GOAL OF THE EXERCISE:
Determine how many lines of the listing below hold the string "Some". Reply only with the number.

------------------------------------------------------------------------

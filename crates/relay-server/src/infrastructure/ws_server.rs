//! WebSocket server: accept loop and per-connection task management.
//!
//! This module is responsible for:
//!
//! 1. Binding a TCP listener on the configured address.
//! 2. Accepting incoming TCP connections from controllers and devices.
//! 3. Upgrading each connection to a WebSocket, refusing any request path
//!    other than the configured endpoint with `404 Not Found`.
//! 4. Capturing the session cookie / device query parameter from the upgrade
//!    request and running admission.
//! 5. Running a reader loop (inbound frames → relay engine) and a writer task
//!    (outbound queue → WebSocket, plus keepalive Pings) per connection.  A
//!    peer silent for longer than `ping_timeout` is dropped.
//! 6. Releasing the connection's registry entries exactly once when it ends.
//! 7. Stopping the accept loop when the `running` flag is cleared.
//!
//! # Scalability
//!
//! Each connection runs in its own Tokio task.  The registry lock inside the
//! engine is held only for map operations, never across an `.await`, so one
//! slow connection cannot hold up any other.

use std::net::SocketAddr;
use std::sync::{
    atomic::{AtomicBool, Ordering},
    Arc,
};
use std::time::Duration;

use anyhow::Context;
use futures_util::{Stream, StreamExt};
use relay_core::{Credentials, Disposition, Relay};
use tokio::net::{TcpListener, TcpStream};
use tokio::sync::oneshot;
use tokio::time::timeout;
use tokio_tungstenite::{
    accept_hdr_async,
    tungstenite::{
        handshake::server::{ErrorResponse, Request, Response},
        http::{header::COOKIE, StatusCode},
        Error as WsError, Message as WsMessage,
    },
};
use tracing::{debug, error, info, warn};

use crate::application::{build_relay, extract_credentials, Session};
use crate::domain::RelayConfig;
use crate::infrastructure::outbound::{self, run_writer, Keepalive, Liveness};

// ── Public API ────────────────────────────────────────────────────────────────

/// Binds `config.bind_addr` and serves connections until `running` is set to
/// `false`.
///
/// # Errors
///
/// Returns an error if the TCP listener cannot be bound (e.g., the port is
/// already in use or the process lacks permission to bind).
pub async fn run_server(config: RelayConfig, running: Arc<AtomicBool>) -> anyhow::Result<()> {
    let listener = TcpListener::bind(config.bind_addr)
        .await
        .with_context(|| format!("failed to bind WebSocket listener on {}", config.bind_addr))?;

    serve(listener, config, running).await
}

/// Runs the accept loop on an already-bound listener.
///
/// Split out from [`run_server`] so callers (and tests) can bind port `0` and
/// learn the real address before the loop starts.
///
/// # Errors
///
/// Returns an error if the listener's local address cannot be read.
pub async fn serve(
    listener: TcpListener,
    config: RelayConfig,
    running: Arc<AtomicBool>,
) -> anyhow::Result<()> {
    let local_addr = listener
        .local_addr()
        .context("failed to read listener address")?;
    info!("signal relay listening on ws://{local_addr}{}", config.path);

    let relay = Arc::new(build_relay(&config));
    let config = Arc::new(config);

    loop {
        if !running.load(Ordering::Relaxed) {
            info!("shutdown flag set; stopping accept loop");
            break;
        }

        // Short timeout so the loop notices the shutdown flag even when no
        // one is connecting.
        match timeout(Duration::from_millis(200), listener.accept()).await {
            Ok(Ok((stream, peer_addr))) => {
                debug!("new TCP connection from {peer_addr}");
                let cfg = Arc::clone(&config);
                let relay = Arc::clone(&relay);
                tokio::spawn(async move {
                    handle_connection(stream, peer_addr, cfg, relay).await;
                });
            }
            Ok(Err(e)) => {
                // Transient accept error (e.g., too many open file descriptors).
                error!("accept error: {e}");
            }
            Err(_) => {}
        }
    }

    Ok(())
}

// ── Per-connection handler ────────────────────────────────────────────────────

/// Entry point of each per-connection task; logs how the connection ended.
async fn handle_connection(
    raw_stream: TcpStream,
    peer_addr: SocketAddr,
    config: Arc<RelayConfig>,
    relay: Arc<Relay>,
) {
    match run_connection(raw_stream, peer_addr, config, relay).await {
        Ok(()) => info!("connection {peer_addr} closed"),
        Err(e) => warn!("connection {peer_addr} closed with error: {e:#}"),
    }
}

/// Runs the complete lifecycle of one WebSocket connection.
///
/// # Errors
///
/// Returns an error if the WebSocket handshake fails, including when the
/// request path is not the configured endpoint.
async fn run_connection(
    raw_stream: TcpStream,
    peer_addr: SocketAddr,
    config: Arc<RelayConfig>,
    relay: Arc<Relay>,
) -> anyhow::Result<()> {
    // ── Step 1: Handshake and credential capture ──────────────────────────────
    let mut credentials: Option<Credentials> = None;
    let ws_stream = accept_hdr_async(raw_stream, |request: &Request, response: Response| {
        if request.uri().path() != config.path {
            return Err(not_found());
        }
        credentials = Some(credentials_from_request(request, &config));
        Ok(response)
    })
    .await
    .with_context(|| format!("WebSocket handshake failed with {peer_addr}"))?;
    let credentials = credentials.unwrap_or_default();

    debug!("WebSocket session established: {peer_addr}");

    // ── Step 2: Outbound queue and writer task ────────────────────────────────
    let (ws_tx, mut ws_rx) = ws_stream.split();
    let (sink, outbox) = outbound::channel(config.outbound_buffer);
    let sink = Arc::new(sink);
    let (stop_tx, stop_rx) = oneshot::channel();
    let label = peer_addr.to_string();
    let liveness = Liveness::new();
    let keepalive = config.ping_interval.map(|interval| Keepalive {
        interval,
        timeout: config.ping_timeout,
        liveness: liveness.clone(),
    });
    let mut writer = tokio::spawn(run_writer(ws_tx, outbox, keepalive, stop_rx, label.clone()));

    // ── Step 3: Admission ─────────────────────────────────────────────────────
    let mut session = match Session::open(relay, credentials, sink.clone()) {
        Ok(session) => session,
        Err(e) => {
            // The error notice is queued; let the writer flush it, then close.
            info!("connection {peer_addr} refused: {e}");
            sink.close();
            let _ = stop_tx.send(());
            let _ = writer.await;
            return Ok(());
        }
    };
    info!("connection {peer_addr} admitted as {}", session.id());

    // ── Step 4: Read until either side is done ────────────────────────────────
    let writer_finished = tokio::select! {
        _ = read_frames(&mut ws_rx, &mut session, &liveness, &label) => false,
        _ = &mut writer => true,
    };

    // ── Step 5: Cleanup ───────────────────────────────────────────────────────
    sink.close();
    let released = session.close();
    debug!("connection {peer_addr}: released {} registration(s)", released.len());
    if !writer_finished {
        let _ = stop_tx.send(());
        let _ = writer.await;
    }

    Ok(())
}

/// Feeds inbound frames to `session` until the peer closes, the stream
/// fails, or the relay decides the connection must end.  Every frame counts
/// as a sign of life on `liveness`.
async fn read_frames<S>(ws_rx: &mut S, session: &mut Session, liveness: &Liveness, label: &str)
where
    S: Stream<Item = Result<WsMessage, WsError>> + Unpin,
{
    while let Some(next) = ws_rx.next().await {
        if next.is_ok() {
            liveness.touch();
        }
        let disposition = match next {
            Ok(WsMessage::Text(text)) => session.on_text(&text),
            Ok(WsMessage::Binary(_)) => session.on_binary(),
            // tungstenite answers Pings itself; Pongs answer our keepalive.
            Ok(WsMessage::Ping(_) | WsMessage::Pong(_) | WsMessage::Frame(_)) => {
                Disposition::Continue
            }
            Ok(WsMessage::Close(_)) => {
                debug!("connection {label}: Close frame received");
                break;
            }
            Err(WsError::ConnectionClosed | WsError::Protocol(_)) => {
                debug!("connection {label}: WebSocket closed");
                break;
            }
            Err(e) => {
                warn!("connection {label}: WebSocket error: {e}");
                break;
            }
        };

        if disposition == Disposition::Close {
            debug!("connection {label}: closed by relay");
            break;
        }
    }
}

// ── Handshake helpers ─────────────────────────────────────────────────────────

fn credentials_from_request(request: &Request, config: &RelayConfig) -> Credentials {
    let cookies: Vec<&str> = request
        .headers()
        .get_all(COOKIE)
        .iter()
        .filter_map(|value| value.to_str().ok())
        .collect();
    extract_credentials(request.uri().query(), &cookies, config)
}

fn not_found() -> ErrorResponse {
    let mut response = ErrorResponse::new(Some("Not Found".to_string()));
    *response.status_mut() = StatusCode::NOT_FOUND;
    response
}

// ── Tests ─────────────────────────────────────────────────────────────────────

------------------------------------------------------------------------

YOUR RESPONSE:
3